[Stored data entries]

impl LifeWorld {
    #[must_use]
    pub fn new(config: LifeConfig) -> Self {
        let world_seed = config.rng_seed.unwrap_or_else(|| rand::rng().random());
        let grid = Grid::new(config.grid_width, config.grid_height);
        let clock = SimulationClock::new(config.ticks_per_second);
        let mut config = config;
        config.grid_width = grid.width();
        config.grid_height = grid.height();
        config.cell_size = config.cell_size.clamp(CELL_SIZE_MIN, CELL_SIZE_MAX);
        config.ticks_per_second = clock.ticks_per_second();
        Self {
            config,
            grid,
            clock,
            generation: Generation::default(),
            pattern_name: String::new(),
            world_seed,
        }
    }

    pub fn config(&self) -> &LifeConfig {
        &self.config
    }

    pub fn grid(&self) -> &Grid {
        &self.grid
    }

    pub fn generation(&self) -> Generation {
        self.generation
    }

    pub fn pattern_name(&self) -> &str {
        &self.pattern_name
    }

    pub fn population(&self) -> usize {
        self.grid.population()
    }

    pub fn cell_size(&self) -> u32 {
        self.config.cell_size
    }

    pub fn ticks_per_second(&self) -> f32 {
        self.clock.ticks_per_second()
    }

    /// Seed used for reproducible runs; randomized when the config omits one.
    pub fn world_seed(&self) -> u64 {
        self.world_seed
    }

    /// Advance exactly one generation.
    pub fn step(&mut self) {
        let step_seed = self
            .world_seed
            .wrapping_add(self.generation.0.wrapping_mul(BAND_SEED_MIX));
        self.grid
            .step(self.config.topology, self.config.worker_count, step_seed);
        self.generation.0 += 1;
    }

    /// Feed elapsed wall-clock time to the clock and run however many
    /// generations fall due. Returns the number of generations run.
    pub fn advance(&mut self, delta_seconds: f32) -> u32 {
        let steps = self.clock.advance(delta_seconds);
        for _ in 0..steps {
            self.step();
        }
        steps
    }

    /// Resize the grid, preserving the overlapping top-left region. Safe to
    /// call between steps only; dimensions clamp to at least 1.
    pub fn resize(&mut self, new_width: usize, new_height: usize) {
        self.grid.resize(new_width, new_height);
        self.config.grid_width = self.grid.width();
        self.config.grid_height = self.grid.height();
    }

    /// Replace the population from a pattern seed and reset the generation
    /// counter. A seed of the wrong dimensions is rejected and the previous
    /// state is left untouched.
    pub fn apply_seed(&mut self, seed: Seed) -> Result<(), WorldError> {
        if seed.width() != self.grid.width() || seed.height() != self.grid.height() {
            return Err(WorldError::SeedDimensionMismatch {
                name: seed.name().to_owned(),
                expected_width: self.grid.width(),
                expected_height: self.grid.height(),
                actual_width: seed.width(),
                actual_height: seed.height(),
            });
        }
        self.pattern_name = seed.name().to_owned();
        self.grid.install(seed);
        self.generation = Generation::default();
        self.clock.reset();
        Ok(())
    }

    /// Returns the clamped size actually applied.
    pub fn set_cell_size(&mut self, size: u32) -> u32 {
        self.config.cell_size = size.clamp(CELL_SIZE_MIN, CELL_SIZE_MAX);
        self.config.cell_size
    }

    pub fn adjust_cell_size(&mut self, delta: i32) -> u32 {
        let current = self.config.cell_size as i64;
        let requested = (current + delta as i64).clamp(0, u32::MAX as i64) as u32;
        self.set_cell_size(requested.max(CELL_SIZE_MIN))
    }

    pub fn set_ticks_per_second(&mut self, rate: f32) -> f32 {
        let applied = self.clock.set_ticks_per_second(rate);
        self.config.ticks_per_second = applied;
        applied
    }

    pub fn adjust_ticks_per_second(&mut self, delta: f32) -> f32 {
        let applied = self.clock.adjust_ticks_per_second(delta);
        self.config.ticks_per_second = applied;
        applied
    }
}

Task objective ::
All lines of the records above that carry the word "requested" should be listed.

Task output ::
        let requested = (current + delta as i64).clamp(0, u32::MAX as i64) as u32;
        self.set_cell_size(requested.max(CELL_SIZE_MIN))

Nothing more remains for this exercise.